The company quickly realized, though, that using health devices is just one prong in an overall strategy to keep older patients at home. To provide the best service, she said, home healthcare staff had to become proficient in telehealth.

“Telemonitoring is pretty cool – you can watch over a patient in their home from many miles away,” Bolch said. “However, it is in the critical thinking, judgment, and what a clinician does with telemonitoring tools where we learned how you build a clinical practice around telehealth.”

And, creating an effective telehealth strategy requires buy-in from all parties involved, she said, including patients, physicians and home health agencies. THA created such a system in 2007 through a partnership with a physician group that serves chronic-condition patients in South Carolina and Georgia. In this project, patients – all of whom had been hospitalized at least once in the previous year – agreed to contact their home health provider for assistance rather than the emergency department, and THA committed to responding immediately or facilitating a doctor’s office visit, if necessary, within 24 hours.

The results, especially when benchmarked against a similar New England Journal of Medicine (NEJM) article published at the same time, indicated telehealth can make a significant impact, Bolch said. At the end of six months and 12 months, THA’s participating patients had a 7 percent and 23 percent readmission rate, respectively. Patients from the NEJM study experienced 34 percent and 50 percent readmission rates at three months and 12 months.

“We knew, then, that we were really onto something,” she said, adding that another THA collaboration with the American Heart Association to help congestive heart failure patients saved a 600-bed medical center $4 million in one year.

Challenges to Home Healthcare Technology Use
Despite the benefits of using technology in home healthcare, the industry still faces challenges to complete implementation. As mentioned earlier, the Affordable Care Act and Meaningful Use requirements provide no monetary incentive for home health agencies to invest in technology strategies. For that reason, agencies have been slow to migrate toward these tools.

However, patients also present additional roadblocks in home health’s march toward a technology revolution. Research from RAND revealed that older home health clients aren’t familiar enough with technology, don’t have enough health literacy to use tools appropriately, or they lack confidence in their ability to effectively self-manage their chronic conditions.

To fix this problem, the RAND report called for payment incentives, as well as for home healthcare technology manufacturers to price products affordably and use clinical effectiveness and cost effectiveness data to prove these tools produce favorable results.

The benefits of using technology to bolster patient independence far outweigh any barriers to implementation, said Teresa Lee, Executive Director of the Alliance for Home Health Quality and Innovation.
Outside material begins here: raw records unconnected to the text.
impl PlutusData {
    /// The unit datum: constructor 0 with no fields
    pub fn unit() -> Self {
        PlutusData::Constr(Constr::new(0, vec![]))
    }

    pub fn integer(value: i64) -> Self {
        PlutusData::BigInt(BigInt::Int(value.into()))
    }

    pub fn bytes(value: Vec<u8>) -> Self {
        PlutusData::BoundedBytes(value.into())
    }

    pub fn list(items: Vec<PlutusData>) -> Self {
        PlutusData::Array(items.into())
    }

    /// Blake2b-256 of the canonical encoding
    pub fn hash(&self) -> DatumHash {
        Hasher::<256>::hash_cbor(self)
    }

    /// Renders the original implementation's JSON dictionary shape
    pub fn to_json(&self) -> Result<serde_json::Value, PlutusDataError> {
        use serde_json::{json, Value};

        match self {
            PlutusData::Constr(constr) => {
                let fields: Result<Vec<_>, _> =
                    constr.fields.iter().map(|f| f.to_json()).collect();

                Ok(json!({
                    "constructor": constr.constructor(),
                    "fields": fields?,
                }))
            }
            PlutusData::Map(pairs) => {
                let entries: Result<Vec<Value>, PlutusDataError> = pairs
                    .iter()
                    .map(|(k, v)| {
                        Ok(json!({
                            "k": k.to_json()?,
                            "v": v.to_json()?,
                        }))
                    })
                    .collect();

                Ok(json!({ "map": entries? }))
            }
            PlutusData::BigInt(big) => {
                let value = i128::from(big);

                if let Ok(small) = i64::try_from(value) {
                    Ok(json!({ "int": small }))
                } else if let Ok(unsigned) = u64::try_from(value) {
                    Ok(json!({ "int": unsigned }))
                } else {
                    Err(PlutusDataError::IntOutOfRange)
                }
            }
            PlutusData::BoundedBytes(bytes) => Ok(json!({ "bytes": hex::encode(bytes.deref()) })),
            PlutusData::Array(items) => {
                let list: Result<Vec<_>, _> = items.iter().map(|x| x.to_json()).collect();
                Ok(json!({ "list": list? }))
            }
        }
    }

    pub fn to_json_string(&self) -> Result<String, PlutusDataError> {
        Ok(serde_json::to_string(&self.to_json()?)?)
    }

    /// Parses the original implementation's JSON dictionary shape
    pub fn from_json(value: &serde_json::Value) -> Result<Self, PlutusDataError> {
        let object = value
            .as_object()
            .ok_or_else(|| PlutusDataError::InvalidJson("expected object".into()))?;

        if let Some(id) = object.get("constructor") {
            let id = id
                .as_u64()
                .ok_or_else(|| PlutusDataError::InvalidJson("bad constructor id".into()))?;

            let fields = object
                .get("fields")
                .and_then(|f| f.as_array())
                .ok_or_else(|| PlutusDataError::InvalidJson("missing fields".into()))?
                .iter()
                .map(Self::from_json)
                .collect::<Result<Vec<_>, _>>()?;

            Ok(PlutusData::Constr(Constr::new(id, fields)))
        } else if let Some(entries) = object.get("map") {
            let entries = entries
                .as_array()
                .ok_or_else(|| PlutusDataError::InvalidJson("bad map".into()))?
                .iter()
                .map(|entry| {
                    let k = entry
                        .get("k")
                        .ok_or_else(|| PlutusDataError::InvalidJson("map entry without k".into()))?;
                    let v = entry
                        .get("v")
                        .ok_or_else(|| PlutusDataError::InvalidJson("map entry without v".into()))?;

                    Ok((Self::from_json(k)?, Self::from_json(v)?))
                })
                .collect::<Result<Vec<_>, PlutusDataError>>()?;

            Ok(PlutusData::Map(entries.into()))
        } else if let Some(int) = object.get("int") {
            if let Some(small) = int.as_i64() {
                Ok(PlutusData::BigInt(BigInt::Int(small.into())))
            } else if let Some(unsigned) = int.as_u64() {
                Ok(PlutusData::BigInt(BigInt::Int(unsigned.into())))
            } else {
                Err(PlutusDataError::IntOutOfRange)
            }
        } else if let Some(bytes) = object.get("bytes") {
            let hex_str = bytes
                .as_str()
                .ok_or_else(|| PlutusDataError::InvalidJson("bad bytes".into()))?;

            Ok(PlutusData::BoundedBytes(hex::decode(hex_str)?.into()))
        } else if let Some(list) = object.get("list") {
            let items = list
                .as_array()
                .ok_or_else(|| PlutusDataError::InvalidJson("bad list".into()))?
                .iter()
                .map(Self::from_json)
                .collect::<Result<Vec<_>, _>>()?;

            Ok(PlutusData::Array(items.into()))
        } else {
            Err(PlutusDataError::InvalidJson(
                "unknown plutus data shape".into(),
            ))
        }
    }

    pub fn from_json_string(data: &str) -> Result<Self, PlutusDataError> {
        Self::from_json(&serde_json::from_str(data)?)
    }
}
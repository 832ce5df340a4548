use lovelace_codec::minicbor::{self, Decode, Encode};
use lovelace_codec::utils::Bytes;
use lovelace_crypto::hash::Hasher;

use crate::{AddrKeyhash, ScriptHash};

/// Native (phase-1) script AST
///
/// Hashed as Blake2b-224 over `0x00 || cbor(script)`, the zero prefix being
/// the native-script language discriminant.
#[derive(Debug, PartialEq, Eq, Clone)]
pub enum NativeScript {
    ScriptPubkey(AddrKeyhash),
    ScriptAll(Vec<NativeScript>),
    ScriptAny(Vec<NativeScript>),
    ScriptNOfK(u32, Vec<NativeScript>),
    InvalidBefore(u64),
    InvalidHereafter(u64),
}

impl NativeScript {
    pub fn script_hash(&self) -> ScriptHash {
        let cbor = minicbor::to_vec(self).expect("infallible");
        Hasher::<224>::hash_tagged(&cbor, 0)
    }

    /// Key hashes of every pubkey leaf in the script tree
    pub fn signers(&self) -> Vec<AddrKeyhash> {
        match self {
            NativeScript::ScriptPubkey(hash) => vec![*hash],
            NativeScript::ScriptAll(scripts)
            | NativeScript::ScriptAny(scripts)
            | NativeScript::ScriptNOfK(_, scripts) => {
                scripts.iter().flat_map(|s| s.signers()).collect()
            }
            NativeScript::InvalidBefore(_) | NativeScript::InvalidHereafter(_) => vec![],
        }
    }
}

impl<'b, C> minicbor::decode::Decode<'b, C> for NativeScript {
    fn decode(d: &mut minicbor::Decoder<'b>, ctx: &mut C) -> Result<Self, minicbor::decode::Error> {
        d.array()?;

        match d.u32()? {
            0 => Ok(NativeScript::ScriptPubkey(d.decode_with(ctx)?)),
            1 => Ok(NativeScript::ScriptAll(d.decode_with(ctx)?)),
            2 => Ok(NativeScript::ScriptAny(d.decode_with(ctx)?)),
            3 => Ok(NativeScript::ScriptNOfK(
                d.decode_with(ctx)?,
                d.decode_with(ctx)?,
            )),
            4 => Ok(NativeScript::InvalidBefore(d.decode_with(ctx)?)),
            5 => Ok(NativeScript::InvalidHereafter(d.decode_with(ctx)?)),
            _ => Err(minicbor::decode::Error::message(
                "unknown variant for native script",
            )),
        }
    }
}

impl<C> minicbor::encode::Encode<C> for NativeScript {
    fn encode<W: minicbor::encode::Write>(
        &self,
        e: &mut minicbor::Encoder<W>,
        ctx: &mut C,
    ) -> Result<(), minicbor::encode::Error<W::Error>> {
        match self {
            NativeScript::ScriptPubkey(v) => {
                e.array(2)?;
                e.encode_with(0, ctx)?;
                e.encode_with(v, ctx)?;
            }
            NativeScript::ScriptAll(v) => {
                e.array(2)?;
                e.encode_with(1, ctx)?;
                e.encode_with(v, ctx)?;
            }
            NativeScript::ScriptAny(v) => {
                e.array(2)?;
                e.encode_with(2, ctx)?;
                e.encode_with(v, ctx)?;
            }
            NativeScript::ScriptNOfK(a, b) => {
                e.array(3)?;
                e.encode_with(3, ctx)?;
                e.encode_with(a, ctx)?;
                e.encode_with(b, ctx)?;
            }
            NativeScript::InvalidBefore(v) => {
                e.array(2)?;
                e.encode_with(4, ctx)?;
                e.encode_with(v, ctx)?;
            }
            NativeScript::InvalidHereafter(v) => {
                e.array(2)?;
                e.encode_with(5, ctx)?;
                e.encode_with(v, ctx)?;
            }
        }

        Ok(())
    }
}

/// Compiled Plutus script bytes, versioned by const generic
///
/// Hashed as Blake2b-224 over `VERSION || bytes`: 0x01 for V1, 0x02 for V2,
/// 0x03 for V3.
#[derive(Encode, Decode, Debug, PartialEq, Eq, Clone)]
#[cbor(transparent)]
pub struct PlutusScript<const VERSION: usize>(#[n(0)] pub Bytes);

impl<const VERSION: usize> PlutusScript<VERSION> {
    pub fn new(bytes: Vec<u8>) -> Self {
        Self(bytes.into())
    }

    pub fn script_hash(&self) -> ScriptHash {
        Hasher::<224>::hash_tagged(self.as_ref(), VERSION as u8)
    }
}

impl<const VERSION: usize> AsRef<[u8]> for PlutusScript<VERSION> {
    fn as_ref(&self) -> &[u8] {
        self.0.as_ref()
    }
}

#[cfg(test)]
mod tests {
    use super::*;
    use crate::Hash;

    fn pubkey(fill: u8) -> NativeScript {
        NativeScript::ScriptPubkey(Hash::new([fill; 28]))
    }

    #[test]
    fn native_script_roundtrip() {
        let script = NativeScript::ScriptAll(vec![
            NativeScript::InvalidHereafter(123456789),
            NativeScript::InvalidBefore(123456780),
            pubkey(1),
            NativeScript::ScriptAny(vec![pubkey(1), pubkey(2)]),
            NativeScript::ScriptNOfK(1, vec![pubkey(3)]),
        ]);

        let bytes = minicbor::to_vec(&script).unwrap();
        let back: NativeScript = minicbor::decode(&bytes).unwrap();

        assert_eq!(back, script);
    }

    #[test]
    fn signers_walks_the_tree() {
        let script = NativeScript::ScriptAll(vec![
            NativeScript::InvalidBefore(1),
            pubkey(1),
            NativeScript::ScriptAny(vec![pubkey(1), pubkey(2)]),
        ]);

        let signers = script.signers();
        assert_eq!(signers.len(), 3);
        assert!(signers.contains(&Hash::new([2; 28])));
    }

    #[test]
    fn script_hashes_discriminate_language() {
        let native = pubkey(1);
        let native_again = pubkey(1);
        assert_eq!(native.script_hash(), native_again.script_hash());

        let v1 = PlutusScript::<1>::new(vec![0x4e, 0x4d, 0x01, 0x00, 0x00, 0x22, 0x12, 0x00, 0x11]);
        let v2 = PlutusScript::<2>::new(vec![0x4e, 0x4d, 0x01, 0x00, 0x00, 0x22, 0x12, 0x00, 0x11]);

        // same bytes, different language prefix, different hash
        assert_ne!(v1.script_hash(), v2.script_hash());
    }
}
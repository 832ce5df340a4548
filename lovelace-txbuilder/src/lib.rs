//! An ergonomic Cardano transaction builder
//!
//! The [`TransactionBuilder`] stages inputs, outputs, scripts, redeemers,
//! certificates and governance actions, then balances the transaction
//! against a [`ChainContext`]: coin selection, fee estimation with dummy
//! witnesses, change splitting, collateral handling and execution-unit
//! evaluation. `build` yields a finalized body; `build_and_sign` also
//! produces the witness set.

mod builder;
mod chain;
mod coinselection;
mod fee;

pub use builder::{pay_to_address, RedeemerWitness, ScriptOrRef, TransactionBuilder};
pub use chain::{ChainContext, FeeReferenceScripts, GenesisParameters, ProtocolParameters};
pub use coinselection::{
    LargestFirstSelector, RandomImproveMultiAsset, SelectionResult, UtxoSelector,
};
pub use fee::{
    bundle_size, fee, max_tx_fee, min_lovelace_post_alonzo, min_lovelace_pre_alonzo,
    tiered_reference_script_fee,
};

use thiserror::Error;

/// Failures raised by the coin selectors
#[derive(Error, Debug, Clone, PartialEq, Eq)]
pub enum SelectionError {
    #[error("insufficient UTxO balance, unfulfilled amount: {0}")]
    InsufficientBalance(String),

    #[error("max input count {0} exceeded")]
    MaxInputCount(usize),

    #[error("input UTxOs depleted")]
    InputDepleted,

    #[error("selection failed: {0}")]
    Selection(String),
}

/// Failures raised while constructing a transaction
#[derive(Error, Debug)]
pub enum TxBuilderError {
    #[error("error decoding: {0}")]
    Decoding(String),

    #[error("invalid address input: {0}")]
    InvalidAddressInput(#[from] lovelace_addresses::Error),

    #[error("invalid argument: {0}")]
    InvalidArgument(String),

    #[error("invalid operation: {0}")]
    InvalidOperation(String),

    #[error("invalid transaction: {0}")]
    InvalidTransaction(String),

    #[error("transaction builder: {0}")]
    Builder(String),

    #[error("transaction failed: {0}")]
    TransactionFailed(String),

    #[error(transparent)]
    UtxoSelection(#[from] SelectionError),
}
#[cfg(test)]
mod tests {
    use super::*;
    use crate::mock::MockGpu;
    use crate::physical_device::QueueRoles;
    use crate::shader::SPIRV_MAGIC;

    fn shader(gpu: &Arc<MockGpu>, stage: ShaderStage) -> Shader<MockGpu> {
        let code: Vec<u8> = [SPIRV_MAGIC, 0x0001_0000, 0, 0]
            .iter()
            .flat_map(|w| w.to_le_bytes())
            .collect();
        Shader::from_spirv_bytes(gpu.clone(), &code, stage, "main").unwrap()
    }

    fn extent(width: u32, height: u32) -> vk::Extent2D {
        vk::Extent2D { width, height }
    }

    #[test]
    fn test_fill_mode_maps_to_polygon_mode() {
        assert_eq!(PolygonMode::from(FillMode::Fill).to_vk(), vk::PolygonMode::FILL);
        assert_eq!(
            PolygonMode::from(FillMode::Wireframe).to_vk(),
            vk::PolygonMode::LINE
        );
        assert_eq!(
            PipelineConfig::default()
                .with_fill_mode(FillMode::Wireframe)
                .polygon_mode,
            PolygonMode::Line
        );
    }

    #[test]
    fn test_default_config() {
        let config = PipelineConfig::default();
        assert_eq!(config.cull_mode.to_vk(), vk::CullModeFlags::NONE);
        assert_eq!(config.front_face.to_vk(), vk::FrontFace::COUNTER_CLOCKWISE);
        assert_eq!(config.patch_control_points, 3);
    }

    #[test]
    fn test_pipeline_bakes_viewport_from_extent() {
        let gpu = Arc::new(MockGpu::new(QueueRoles::single(0)));
        let vertex = shader(&gpu, ShaderStage::Vertex);
        let fragment = shader(&gpu, ShaderStage::Fragment);
        let render_pass = RenderPass::new(gpu.clone(), vk::Format::B8G8R8A8_SRGB).unwrap();
        let layout = PipelineLayout::new(gpu.clone(), &[], &[]).unwrap();

        let pipeline = GraphicsPipeline::new(
            gpu.clone(),
            &render_pass,
            &layout,
            &PipelineShaders::new(&vertex, &fragment),
            &PipelineConfig::default(),
            extent(640, 480),
        )
        .unwrap();

        let records = gpu.pipelines_created();
        assert_eq!(records.len(), 1);
        assert_eq!(records[0].viewport, (640, 480));
        assert_eq!(records[0].stage_count, 2);
        assert_eq!(records[0].topology, vk::PrimitiveTopology::TRIANGLE_LIST);
        assert_eq!(records[0].cull_mode, vk::CullModeFlags::NONE);
        assert_eq!(records[0].patch_control_points, None);
        assert!(!pipeline.has_tessellation());
        assert_eq!(pipeline.layout(), layout.handle());
    }

    #[test]
    fn test_tessellation_requires_device_support() {
        let features = vk::PhysicalDeviceFeatures {
            tessellation_shader: vk::TRUE,
            ..Default::default()
        };
        let supported = Arc::new(MockGpu::new(QueueRoles::single(0)).with_features(features));
        let unsupported = Arc::new(MockGpu::new(QueueRoles::single(0)));

        for (gpu, expect_tessellation) in [(supported, true), (unsupported, false)] {
            let vertex = shader(&gpu, ShaderStage::Vertex);
            let fragment = shader(&gpu, ShaderStage::Fragment);
            let control = shader(&gpu, ShaderStage::TessControl);
            let evaluation = shader(&gpu, ShaderStage::TessEvaluation);
            let render_pass = RenderPass::new(gpu.clone(), vk::Format::B8G8R8A8_SRGB).unwrap();
            let layout = PipelineLayout::new(gpu.clone(), &[], &[]).unwrap();

            let pipeline = GraphicsPipeline::new(
                gpu.clone(),
                &render_pass,
                &layout,
                &PipelineShaders::new(&vertex, &fragment).with_tessellation(&control, &evaluation),
                &PipelineConfig::default(),
                extent(100, 100),
            )
            .unwrap();

            let record = gpu.pipelines_created()[0];
            assert_eq!(pipeline.has_tessellation(), expect_tessellation);
            if expect_tessellation {
                assert_eq!(record.stage_count, 4);
                assert_eq!(record.patch_control_points, Some(3));
                assert_eq!(record.topology, vk::PrimitiveTopology::PATCH_LIST);
            } else {
                assert_eq!(record.stage_count, 2);
                assert_eq!(record.patch_control_points, None);
            }
        }
    }

    #[test]
    fn test_wrong_shader_stage_rejected() {
        let gpu = Arc::new(MockGpu::new(QueueRoles::single(0)));
        let vertex = shader(&gpu, ShaderStage::Vertex);
        let render_pass = RenderPass::new(gpu.clone(), vk::Format::B8G8R8A8_SRGB).unwrap();
        let layout = PipelineLayout::new(gpu.clone(), &[], &[]).unwrap();

        let result = GraphicsPipeline::new(
            gpu.clone(),
            &render_pass,
            &layout,
            &PipelineShaders::new(&vertex, &vertex),
            &PipelineConfig::default(),
            extent(100, 100),
        );
        assert!(matches!(result, Err(RhiError::PipelineError(_))));
        assert!(gpu.pipelines_created().is_empty());
    }

    #[test]
    fn test_everything_is_destroyed() {
        let gpu = Arc::new(MockGpu::new(QueueRoles::single(0)));
        {
            let vertex = shader(&gpu, ShaderStage::Vertex);
            let fragment = shader(&gpu, ShaderStage::Fragment);
            let render_pass = RenderPass::new(gpu.clone(), vk::Format::B8G8R8A8_SRGB).unwrap();
            let layout = PipelineLayout::new(gpu.clone(), &[], &[]).unwrap();
            let _pipeline = GraphicsPipeline::new(
                gpu.clone(),
                &render_pass,
                &layout,
                &PipelineShaders::new(&vertex, &fragment),
                &PipelineConfig::default(),
                extent(8, 8),
            )
            .unwrap();
            assert_eq!(render_pass.format(), vk::Format::B8G8R8A8_SRGB);
        }
        assert_eq!(gpu.live_objects(), 0);
        assert!(gpu.violations().is_empty());
    }
}
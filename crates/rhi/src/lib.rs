//! Vulkan abstraction layer (Render Hardware Interface).
//!
//! This crate provides a safe abstraction over Vulkan using the `ash` crate.
//! It handles:
//! - Instance creation and physical device selection
//! - Logical device and swapchain management
//! - Command buffer recording and synchronization primitives
//! - Buffer, texture and memory management
//! - Staging uploads with queue family ownership transfer
//! - Render pass and pipeline creation
//!
//! Everything above the instance is generic over the [`Gpu`] trait.
//! [`Device`](device::Device) is the real backend; `MockGpu` (feature
//! `mock`) records calls for tests.

mod error;

pub mod arena;
pub mod buffer;
pub mod command;
pub mod device;
pub mod gpu;
pub mod instance;
pub mod memory;
pub mod physical_device;
pub mod pipeline;
pub mod shader;
pub mod swapchain;
pub mod sync;
pub mod texture;
pub mod transfer;
pub mod vertex;

#[cfg(any(test, feature = "mock"))]
pub mod mock;

pub use error::{ErrorKind, RhiError, RhiResult};
pub use gpu::Gpu;

// Re-export ash types that users might need
pub use ash::vk;
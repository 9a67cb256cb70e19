//! Swapchain management.
//!
//! This module negotiates presentation parameters with the surface and owns
//! the swapchain together with the views of its images.
//!
//! # Overview
//!
//! - [`SurfaceSupport`] is the raw capability query for one surface.
//! - [`negotiate_presentation`] turns it into a [`PresentationEngineInfo`]:
//!   sRGB format if offered, FIFO if offered, extent per [`ExtentPolicy`].
//! - [`Swapchain`] creates the swapchain, re-queries its images, builds one
//!   view per image and rebuilds all of it on [`Swapchain::recreate`].
//! - Acquire and present outcomes are reported as [`PresentResult`] so the
//!   caller can recover from a stale swapchain instead of aborting.

use std::sync::Arc;

use ash::vk;
use presenter_core::ExtentPolicy;
use tracing::{debug, info, warn};

use crate::device::color_subresource_range;
use crate::error::{RhiError, RhiResult};
use crate::gpu::{Gpu, SwapchainDesc};
use crate::physical_device::QueueRoles;

/// Swapchain surface support details.
///
/// Contains information about what the surface supports for swapchain creation.
#[derive(Debug, Clone)]
pub struct SurfaceSupport {
    /// Surface capabilities (min/max image count, extents, transforms, etc.)
    pub capabilities: vk::SurfaceCapabilitiesKHR,
    /// Supported surface formats (format and color space combinations)
    pub formats: Vec<vk::SurfaceFormatKHR>,
    /// Supported present modes (FIFO, MAILBOX, IMMEDIATE, etc.)
    pub present_modes: Vec<vk::PresentModeKHR>,
}

impl SurfaceSupport {
    /// Queries swapchain support details for a physical device and surface.
    ///
    /// # Errors
    ///
    /// Returns an error if any of the queries fail.
    pub fn query(
        surface_loader: &ash::khr::surface::Instance,
        physical_device: vk::PhysicalDevice,
        surface: vk::SurfaceKHR,
    ) -> RhiResult<Self> {
        let capabilities = unsafe {
            surface_loader.get_physical_device_surface_capabilities(physical_device, surface)?
        };

        let formats = unsafe {
            surface_loader.get_physical_device_surface_formats(physical_device, surface)?
        };

        let present_modes = unsafe {
            surface_loader.get_physical_device_surface_present_modes(physical_device, surface)?
        };

        debug!(
            "Surface support: {} formats, {} present modes, image count: {}-{}",
            formats.len(),
            present_modes.len(),
            capabilities.min_image_count,
            if capabilities.max_image_count == 0 {
                "unlimited".to_string()
            } else {
                capabilities.max_image_count.to_string()
            }
        );

        Ok(Self {
            capabilities,
            formats,
            present_modes,
        })
    }

    /// Returns true if at least one format and one present mode are available.
    #[inline]
    pub fn is_adequate(&self) -> bool {
        !self.formats.is_empty() && !self.present_modes.is_empty()
    }
}

/// Negotiated swapchain parameters.
#[derive(Debug, Clone, Copy)]
pub struct PresentationEngineInfo {
    pub surface_format: vk::SurfaceFormatKHR,
    pub present_mode: vk::PresentModeKHR,
    pub extent: vk::Extent2D,
    /// Image count requested at creation.
    pub min_image_count: u32,
    /// Image count the presentation engine actually created.
    pub image_count: u32,
    pub pre_transform: vk::SurfaceTransformFlagsKHR,
}

impl PresentationEngineInfo {
    /// True when the extent has no area, as for a minimized window.
    #[inline]
    pub fn is_zero_area(&self) -> bool {
        self.extent.width == 0 || self.extent.height == 0
    }
}

/// Chooses format, present mode and extent for a surface.
///
/// `window_extent` is only consulted under [`ExtentPolicy::FollowWindow`] when
/// the surface leaves the extent to the swapchain.
///
/// # Errors
///
/// Returns [`RhiError::SwapchainError`] if the surface reports no formats or
/// no present modes.
pub fn negotiate_presentation(
    support: &SurfaceSupport,
    policy: ExtentPolicy,
    window_extent: vk::Extent2D,
) -> RhiResult<PresentationEngineInfo> {
    let surface_format = choose_surface_format(&support.formats).ok_or_else(|| {
        RhiError::SwapchainError("Surface reports no formats".to_string())
    })?;
    let present_mode = choose_present_mode(&support.present_modes).ok_or_else(|| {
        RhiError::SwapchainError("Surface reports no present modes".to_string())
    })?;
    let extent = choose_extent(&support.capabilities, policy, window_extent);
    let min_image_count = support.capabilities.min_image_count;

    Ok(PresentationEngineInfo {
        surface_format,
        present_mode,
        extent,
        min_image_count,
        image_count: min_image_count,
        pre_transform: vk::SurfaceTransformFlagsKHR::IDENTITY,
    })
}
They play a critical role in fulfilling the home healthcare industry’s main mission – bolstering patient health and enabling them to stay at home.

“There are many challenges to implementing technology in home health well – it’s a decision you want to enter into confidently,” Lee said. “Most definitely, technology is a critical tool to put in place to solve key issues. It truly makes a difference in improved patient outcomes as opposed to putting patients back into an institution.”